Groundwater recharge demonstrates the collection of water from the retarded area
below the water table surface, composed with the connected flow from the water table within
the permeable region. Groundwater recharge happens when water flows previous the
groundwater level and penetrates into the drenched region. The results from different
thematic layers helps to identify the potential zones. Soil map helps to identify the soil types
and the infiltration capacity, geological map helps to understand different layer of geology,
land use and land cover map helps to identify different classes in the region of interest,
rainfall map helps to find the availability of water, slope map helps to understand the
direction of flow of water.
Water is one of the most essential commodities for mankind and the largest available source
of fresh water lays underground. It is one of the most significant natural resources which
support both human needs and economic development. Demand of increase in the
agricultural, industrial and domestic activities in recent years has increased the demand for
groundwater. The occurrence of groundwater at any place on the earth is not a matter of
chance but a consequence of the interaction of the climatic, geological, hydrological,
physiographical and ecological factor. The movement of groundwater is controlled mainly by
porosity and permeability of the surface and underlying lithology. The same lithology
forming different geomorphic units will have variable porosity and permeability thereby
causing changes in the potential of groundwater.

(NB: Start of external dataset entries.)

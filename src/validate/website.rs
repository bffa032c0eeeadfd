use crate::validate::{ValidationError, ValidationResult};
use url::Url;

/// Validates a raw website URL string
///
/// Succeeds only if the string parses as an absolute URL with a non-empty
/// host. Purely structural; no reachability check is made.
///
/// # Arguments
///
/// * `raw` - The raw URL string as extracted from the listing
///
/// # Returns
///
/// * `Ok(())` - The URL has both a scheme and a host
/// * `Err(ValidationError::InvalidWebsite)` - Otherwise
pub fn validate_website(raw: &str) -> ValidationResult {
    let url = Url::parse(raw).map_err(|e| ValidationError::InvalidWebsite {
        value: raw.to_string(),
        reason: e.to_string(),
    })?;

    // A parsed URL always has a scheme; the host is the part that can be
    // absent (e.g., "mailto:" or "data:" URLs).
    match url.host_str() {
        Some(host) if !host.is_empty() => Ok(()),
        _ => Err(ValidationError::InvalidWebsite {
            value: raw.to_string(),
            reason: "missing host".to_string(),
        }),
    }
}

#[cfg(test)]
mod tests {
    use super::*;

    #[test]
    fn test_valid_https_url() {
        assert!(validate_website("https://acme.example/dealer").is_ok());
    }

    #[test]
    fn test_valid_http_url() {
        assert!(validate_website("http://example.com").is_ok());
    }

    #[test]
    fn test_bare_words_rejected() {
        assert!(validate_website("not a url").is_err());
    }

    #[test]
    fn test_relative_path_rejected() {
        assert!(validate_website("/dealers/acme").is_err());
    }

    #[test]
    fn test_url_without_host_rejected() {
        let result = validate_website("mailto:sales@acme.example");
        assert!(matches!(
            result,
            Err(ValidationError::InvalidWebsite { .. })
        ));
    }
}
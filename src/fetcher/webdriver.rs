//! WebDriver-backed page fetcher
//!
//! Drives a Chrome session through a WebDriver server (chromedriver or
//! Selenium). Each listing page gets its own tab, closed again once the
//! page has been processed.

use crate::config::FetcherConfig;
use crate::fetcher::{FetchError, PageFetcher};
use std::time::Duration;
use thirtyfour::{By, DesiredCapabilities, WebDriver, WebElement, WindowHandle};
use tokio::time::Instant;

/// Page fetcher backed by a thirtyfour WebDriver session
pub struct WebDriverFetcher {
    driver: WebDriver,
    base_window: WindowHandle,
    selector_timeout: Duration,
}

impl WebDriverFetcher {
    /// Connects to the WebDriver server named in the configuration
    pub async fn connect(config: &FetcherConfig) -> Result<Self, FetchError> {
        let caps = DesiredCapabilities::chrome();
        let driver = WebDriver::new(&config.webdriver_url, caps).await?;
        let base_window = driver.window().await?;

        Ok(Self {
            driver,
            base_window,
            selector_timeout: Duration::from_millis(config.selector_timeout_ms),
        })
    }

    /// Ends the browser session
    ///
    /// Must be called explicitly; a dropped session leaves the browser
    /// running on the WebDriver server.
    pub async fn shutdown(self) -> Result<(), FetchError> {
        self.driver.quit().await?;
        Ok(())
    }

    async fn close_tab(&mut self, tab: WindowHandle) -> Result<(), FetchError> {
        self.driver.switch_to_window(tab).await?;
        self.driver.close_window().await?;
        self.driver
            .switch_to_window(self.base_window.clone())
            .await?;
        Ok(())
    }
}

impl PageFetcher for WebDriverFetcher {
    type Handle = WindowHandle;
    type Fragment = WebElement;

    async fn open_page(&mut self) -> Result<Self::Handle, FetchError> {
        let tab = self.driver.new_tab().await?;
        Ok(tab)
    }

    async fn navigate(&mut self, page: &Self::Handle, url: &str) -> Result<(), FetchError> {
        self.driver.switch_to_window(page.clone()).await?;
        self.driver.goto(url).await?;
        Ok(())
    }

    async fn wait_for_selector(
        &mut self,
        page: &Self::Handle,
        selector: &str,
    ) -> Result<(), FetchError> {
        self.driver.switch_to_window(page.clone()).await?;

        let deadline = Instant::now() + self.selector_timeout;
        loop {
            if self.driver.find(By::Css(selector)).await.is_ok() {
                return Ok(());
            }
            if Instant::now() >= deadline {
                return Err(FetchError::SelectorTimeout {
                    selector: selector.to_string(),
                    timeout_ms: self.selector_timeout.as_millis() as u64,
                });
            }
            tokio::time::sleep(Duration::from_millis(250)).await;
        }
    }

    async fn query_all(
        &mut self,
        page: &Self::Handle,
        selector: &str,
    ) -> Result<Vec<Self::Fragment>, FetchError> {
        self.driver.switch_to_window(page.clone()).await?;
        let elements = self.driver.find_all(By::Css(selector)).await?;
        Ok(elements)
    }

    async fn extract_text(
        &mut self,
        fragment: &Self::Fragment,
        selector: &str,
    ) -> Result<Option<String>, FetchError> {
        match fragment.find(By::Css(selector)).await {
            Ok(element) => Ok(Some(element.text().await?)),
            Err(_) => Ok(None),
        }
    }

    async fn extract_attribute(
        &mut self,
        fragment: &Self::Fragment,
        selector: &str,
        attr: &str,
    ) -> Result<Option<String>, FetchError> {
        match fragment.find(By::Css(selector)).await {
            Ok(element) => Ok(element.attr(attr).await?),
            Err(_) => Ok(None),
        }
    }

    async fn close_page(&mut self, page: Self::Handle) {
        // Releasing a tab is best-effort; a failure here must not take down
        // the rest of the run.
        if let Err(e) = self.close_tab(page).await {
            tracing::warn!("Failed to close page tab: {}", e);
        }
    }
}
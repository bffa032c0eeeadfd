//! Database schema definitions
//!
//! One table: the four record fields, with `name` and `address` non-null.
//! There is deliberately no uniqueness constraint; a dealer appearing on two
//! pages becomes two rows.

/// Name of the dealers table
pub const TABLE_NAME: &str = "dealers";

/// SQL to create the dealers table
pub const CREATE_TABLE_SQL: &str = "
CREATE TABLE dealers (
    name TEXT NOT NULL,
    address TEXT NOT NULL,
    phone TEXT,
    website TEXT
)";

/// SQL to drop the dealers table if it exists
pub const DROP_TABLE_SQL: &str = "DROP TABLE IF EXISTS dealers";

/// Checks whether the dealers table exists in the given connection
pub fn table_exists(conn: &rusqlite::Connection) -> Result<bool, rusqlite::Error> {
    let count: i64 = conn.query_row(
        "SELECT COUNT(*) FROM sqlite_master WHERE type = 'table' AND name = ?1",
        [TABLE_NAME],
        |row| row.get(0),
    )?;
    Ok(count > 0)
}
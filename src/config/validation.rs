use crate::config::types::{Config, FetcherConfig, ListingConfig, OutputConfig};
use crate::validate::region_from_code;
use crate::ConfigError;
use url::Url;

/// Validates the entire configuration
pub fn validate(config: &Config) -> Result<(), ConfigError> {
    validate_listing_config(&config.listing)?;
    validate_fetcher_config(&config.fetcher)?;
    validate_output_config(&config.output)?;
    Ok(())
}

/// Validates listing configuration
fn validate_listing_config(config: &ListingConfig) -> Result<(), ConfigError> {
    if config.total_pages < 1 {
        return Err(ConfigError::Validation(format!(
            "total_pages must be >= 1, got {}",
            config.total_pages
        )));
    }

    if !config.url_template.contains("{page}") {
        return Err(ConfigError::InvalidUrl(format!(
            "url_template must contain a {{page}} placeholder, got '{}'",
            config.url_template
        )));
    }

    // The substituted template must be a well-formed http(s) URL
    let sample = config.page_url(0);
    let url = Url::parse(&sample)
        .map_err(|e| ConfigError::InvalidUrl(format!("Invalid url_template '{}': {}", sample, e)))?;

    if url.scheme() != "http" && url.scheme() != "https" {
        return Err(ConfigError::InvalidUrl(format!(
            "url_template must use HTTP or HTTPS, got '{}'",
            url.scheme()
        )));
    }

    if region_from_code(&config.phone_region).is_none() {
        return Err(ConfigError::UnknownRegion(config.phone_region.clone()));
    }

    Ok(())
}

/// Validates fetcher configuration
fn validate_fetcher_config(config: &FetcherConfig) -> Result<(), ConfigError> {
    Url::parse(&config.webdriver_url)
        .map_err(|e| ConfigError::InvalidUrl(format!("Invalid webdriver_url: {}", e)))?;

    if config.selector_timeout_ms < 100 {
        return Err(ConfigError::Validation(format!(
            "selector_timeout_ms must be >= 100ms, got {}ms",
            config.selector_timeout_ms
        )));
    }

    Ok(())
}

/// Validates output configuration
fn validate_output_config(config: &OutputConfig) -> Result<(), ConfigError> {
    if config.database_path.is_empty() {
        return Err(ConfigError::Validation(
            "database_path cannot be empty".to_string(),
        ));
    }

    if config.csv_path.is_empty() {
        return Err(ConfigError::Validation(
            "csv_path cannot be empty".to_string(),
        ));
    }

    Ok(())
}

#[cfg(test)]
mod tests {
    use super::*;

    fn valid_config() -> Config {
        Config {
            listing: ListingConfig {
                url_template: "https://example.com/dealers?page={page}".to_string(),
                total_pages: 10,
                phone_region: "US".to_string(),
            },
            fetcher: FetcherConfig {
                webdriver_url: "http://localhost:4444".to_string(),
                selector_timeout_ms: 10_000,
            },
            output: OutputConfig {
                database_path: "./dealers.db".to_string(),
                csv_path: "./dealers.csv".to_string(),
            },
        }
    }

    #[test]
    fn test_valid_config_passes() {
        assert!(validate(&valid_config()).is_ok());
    }

    #[test]
    fn test_zero_pages_rejected() {
        let mut config = valid_config();
        config.listing.total_pages = 0;
        assert!(matches!(
            validate(&config),
            Err(ConfigError::Validation(_))
        ));
    }

    #[test]
    fn test_missing_page_placeholder_rejected() {
        let mut config = valid_config();
        config.listing.url_template = "https://example.com/dealers".to_string();
        assert!(matches!(validate(&config), Err(ConfigError::InvalidUrl(_))));
    }

    #[test]
    fn test_non_http_template_rejected() {
        let mut config = valid_config();
        config.listing.url_template = "ftp://example.com/dealers?page={page}".to_string();
        assert!(matches!(validate(&config), Err(ConfigError::InvalidUrl(_))));
    }

    #[test]
    fn test_unknown_region_rejected() {
        let mut config = valid_config();
        config.listing.phone_region = "ZZ".to_string();
        assert!(matches!(
            validate(&config),
            Err(ConfigError::UnknownRegion(_))
        ));
    }

    #[test]
    fn test_empty_csv_path_rejected() {
        let mut config = valid_config();
        config.output.csv_path = String::new();
        assert!(matches!(
            validate(&config),
            Err(ConfigError::Validation(_))
        ));
    }
}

2.REMOTE SENSING AND GIS TECHNIQUES
Remote sensing and GIS plays a vital role in developing of water and land resources
management. The advantage of using remote sensing is to develop information on spatial
technology which is useful for analysis and evaluation (A. Sciences, 2017).Remote Sensing is
the science of acquiring information about the earth surface without being contact with it.
This is done by sensing, recording, analysing and applying the information. GIS is a
collection of computer hardware, software and geographic data for capturing, storing,
analyzing, and manipulating data for geographical information (Tiwari & Shukla, 2015). For
getting the soil, land use and land cover, geology, geomorphology, rainfall, drainage density
data high resolution satellite images are taken for mapping of groundwater zones (E.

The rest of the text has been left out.